众所周知，人类血清IgG及治疗抗体可发生重度岩藻糖基化。已发现，抗体依赖性细胞毒性(ADCC)系负责治疗抗体的临床功效的重要效应物功能的一。在淋巴球受体(FccR)结合至抗体Fc区后，ADCC得以触发。ADCC活性取决于经由α-(1,6)链接附接至N-连接Fc寡糖的最内GlcNAc的岩藻糖的量。

技术实现要素：

因此，本发明提供用于在活体外改良岩藻糖的酶水解的组合物及方法。特定而言，本发明可用于有效裂解天然糖蛋白中的核心岩藻糖且糖蛋白并无变性或功能劣化。本发明的组合物及方法可促进Fc融合蛋白或抗体(例如治疗抗体)的Fc糖改造。本发明亦应用聚糖测序来辨别糖偶联物上的岩藻糖位置。糖偶联物可为糖脂、糖蛋白、寡糖或糖肽。

在一态样中，本发明系关于包括与SEQ ID NO:1具有至少85％序列一致性的多肽的α-岩藻糖苷酶。在一些实施例中，α-岩藻糖苷酶包括与SEQ ID NO:1具有至少88％序列一致性的多肽。在一些实施例中，α-岩藻糖苷酶包括与SEQ ID NO:1具有序列一致性的多肽。在某些实施例中，α-岩藻糖苷酶包括与SEQ ID NO:2具有序列一致性的多肽。SEQ ID NO:1及2共有88％序列一致性。

本文所阐述的岩藻糖苷酶可水解一或多种α(1,2)、α(1,3)、α(1,4)及α(1,6)-连接岩藻糖。岩藻糖可存在于糖偶联物中的N-及/或O-连接聚糖中。在某些实施例中，α-岩藻糖苷酶系重组类杆菌属(Bacteroides)α-岩藻糖苷酶。

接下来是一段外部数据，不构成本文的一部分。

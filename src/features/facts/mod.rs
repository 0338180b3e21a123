pub mod collector;
pub mod models;

pub use collector::FactsCollector;
pub use models::SynchronousFacts;
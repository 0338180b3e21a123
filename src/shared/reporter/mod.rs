mod http_reporter;

pub use http_reporter::HttpReporter;
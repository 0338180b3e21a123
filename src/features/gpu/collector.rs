use crate::shared::error::CollectionError;
use crate::shared::traits::AsyncProbe;
use encoding_rs::GBK;
use log::debug;
use regex::Regex;
use std::process::Command;
use which::which;

/// Resolves a single descriptor for the primary video controller, through
/// `wmic` on Windows and `lspci` everywhere else.
pub struct GpuProbe;

impl GpuProbe {
    pub fn new() -> Self {
        Self
    }

    fn query_video_controllers() -> Result<String, CollectionError> {
        let output = Command::new("wmic")
            .args(["path", "win32_videocontroller", "get", "name"])
            .output()?;
        if !output.status.success() {
            return Err(CollectionError::SystemApi(format!(
                "wmic exited with {}",
                output.status
            )));
        }

        let (cow, _encoding_used, _had_errors) = GBK.decode(&output.stdout);
        parse_wmic_video(&cow).ok_or_else(|| {
            CollectionError::Parse("no video controller in wmic output".to_string())
        })
    }

    fn query_pci_devices() -> Result<String, CollectionError> {
        let lspci = which("lspci")
            .map_err(|_| CollectionError::SystemApi("lspci command not found".to_string()))?;
        let output = Command::new(lspci).output()?;
        if !output.status.success() {
            return Err(CollectionError::SystemApi(format!(
                "lspci exited with {}",
                output.status
            )));
        }

        let text = String::from_utf8_lossy(&output.stdout);
        parse_lspci_vga(&text)
            .ok_or_else(|| CollectionError::Parse("no VGA controller in lspci output".to_string()))
    }
}

/// First listed controller name, skipping the `Name` column header.
fn parse_wmic_video(output: &str) -> Option<String> {
    output
        .lines()
        .map(str::trim)
        .find(|line| !line.is_empty() && !line.eq_ignore_ascii_case("Name"))
        .map(str::to_string)
}

/// Descriptor after the second colon of the VGA controller line, e.g.
/// `00:02.0 VGA compatible controller: Intel Corporation UHD Graphics 620`.
fn parse_lspci_vga(output: &str) -> Option<String> {
    let vga = Regex::new(r"(?i)vga").unwrap();
    output
        .lines()
        .find(|line| vga.is_match(line))
        .and_then(|line| line.splitn(3, ':').nth(2))
        .map(|descriptor| descriptor.trim().to_string())
        .filter(|descriptor| !descriptor.is_empty())
}

#[async_trait::async_trait]
impl AsyncProbe<String> for GpuProbe {
    async fn collect(&self) -> Result<String, CollectionError> {
        // The command runs on the blocking pool so the probe future stays
        // cancellable at its deadline even if the command hangs.
        let descriptor = tokio::task::spawn_blocking(|| {
            if cfg!(target_os = "windows") {
                Self::query_video_controllers()
            } else {
                Self::query_pci_devices()
            }
        })
        .await
        .map_err(|e| CollectionError::SystemApi(format!("probe task failed: {}", e)))??;

        debug!("Detected video controller: {}", descriptor);
        Ok(descriptor)
    }

    fn name(&self) -> &'static str {
        "gpu"
    }
}

impl Default for GpuProbe {
    fn default() -> Self {
        Self::new()
    }
}

#[cfg(test)]
mod tests {
    use super::*;

    #[test]
    fn wmic_parser_returns_first_controller() {
        let output = "Name\r\nIntel(R) UHD Graphics 620\r\nNVIDIA GeForce MX150\r\n\r\n";
        assert_eq!(
            parse_wmic_video(output).as_deref(),
            Some("Intel(R) UHD Graphics 620")
        );
    }

    #[test]
    fn wmic_parser_rejects_header_only_output() {
        assert_eq!(parse_wmic_video("Name\r\n\r\n"), None);
        assert_eq!(parse_wmic_video(""), None);
    }

    #[test]
    fn lspci_parser_extracts_descriptor_after_second_colon() {
        let output = "\
00:00.0 Host bridge: Intel Corporation Xeon E3-1200 v6/7th Gen Core Processor Host Bridge/DRAM Registers (rev 02)
00:02.0 VGA compatible controller: Intel Corporation UHD Graphics 620 (rev 07)
00:14.0 USB controller: Intel Corporation Sunrise Point-LP USB 3.0 xHCI Controller (rev 21)
";
        assert_eq!(
            parse_lspci_vga(output).as_deref(),
            Some("Intel Corporation UHD Graphics 620 (rev 07)")
        );
    }

    #[test]
    fn lspci_parser_fails_without_vga_line() {
        let output = "00:14.0 USB controller: Intel Corporation Sunrise Point-LP\n";
        assert_eq!(parse_lspci_vga(output), None);
    }

    #[test]
    fn lspci_parser_fails_on_truncated_vga_line() {
        assert_eq!(parse_lspci_vga("VGA compatible controller\n"), None);
    }
}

在优选实施例中，α-岩藻糖苷酶展现4-9的最佳pH。

在另一态样中，本发明系关于包括上文所阐述α-岩藻糖苷酶的组合物。所述组合物可进一步包括至少一种糖苷酶。在一些实施例中，糖苷酶可为糖苷外切酶。糖苷外切酶包含但不限于唾液酸酶、半乳糖苷酶、α-岩藻糖苷酶及其变体。在一些实施例中，糖苷酶可为糖苷内切酶。糖苷内切酶包含但不限于内-β-N-乙酰基胺基葡萄糖苷酶(NAG)、EndoA、EndoF1、EndoF2、EndoF3、EndoH、EndoM、EndoS及其变体。

本发明组合物可用于在活体外对糖偶联物进行去岩藻糖基化。特定而言，本文所阐述的组合物可用于在活体外对糖蛋白进行核心去岩藻糖基化。在一些实施例中，核心去岩藻糖基化系核心α(1,6)去岩藻糖基化。在某些实施例中，核心去岩藻糖基化系核心α(1,3)去岩藻糖基化。去岩藻糖基化可在糖蛋白并无变性或功能劣化下实施。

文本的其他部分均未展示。